Perusahaan Devon Energy setuju untuk membeli Coterra Energy dengan harga sekitar $21,4 miliar. Ini akan membuat salah satu perusahaan shale terbesar di dunia. Hal ini terjadi karena tempat pengeboran minyak yang semakin sedikit.
Para pemegang saham Coterra akan menerima 0,7 saham Devon untuk setiap saham mereka. Nilai ini memberi premium sekitar 12% berdasarkan harga saham pertengahan Januari. Saham Coterra turun 4,6% pada hari Senin, sementara saham Devon turun 2,6%.
Kesepakatan ini diharapkan selesai pada kuartal kedua. Perusahaan gabungan akan sangat kuat di Delaware Basin, yang merupakan bagian dari ladang minyak Permian. Perusahaan akan tetap memakai nama Devon dan CEO-nya tetap Clay Gaspar.
Pemegang saham Devon akan memiliki 54% dari perusahaan gabungan, dan pemegang saham Coterra memiliki 46%. Perusahaan ini akan jadi produsen minyak dan gas alam terbesar di AS.
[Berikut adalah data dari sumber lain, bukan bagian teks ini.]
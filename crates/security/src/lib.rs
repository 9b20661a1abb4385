//! Security module for Strata: persona allowlists and path resolution.
//!
//! Provides:
//! - **Personas**: the fixed set of agent profiles and the tools each may use
//! - **Role filtering**: partition a batch of actions into allowed/blocked
//! - **Path resolution**: map action paths onto the workspace root

pub mod filter;
pub mod path;
pub mod personas;

pub use filter::{BlockedAction, FilterOutcome, RoleAccessFilter};
pub use path::resolve_workspace_path;
pub use personas::{AgentProfile, PersonaRegistry};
Devon dan Coterra sudah mencoba menggabungkan diri beberapa kali sebelumnya. CEO Gaspar mengatakan butuh kerja keras untuk meyakinkan investor bahwa kesepakatan ini menguntungkan.
Nilai perusahaan dari kesepakatan ini sekitar $58 miliar dan akan menghemat biaya sekitar $1 miliar. Seorang analis mengatakan Delaware Basin adalah hadiah utama dari kesepakatan ini.
Coterra sendiri dibentuk dari penggabungan dua perusahaan pada tahun 2021. Seorang investor besar di kedua perusahaan, Kimmeridge, mendukung penggabungan ini.
Tom Jorden, CEO Coterra, akan menjadi ketua non-eksekutif di Devon. Kantor pusat akan pindah ke Houston, tetapi tetap ada kantor di Oklahoma City.
Beberapa bank investasi besar menjadi penasihat keuangan dan hukum untuk kedua perusahaan dalam kesepakatan ini.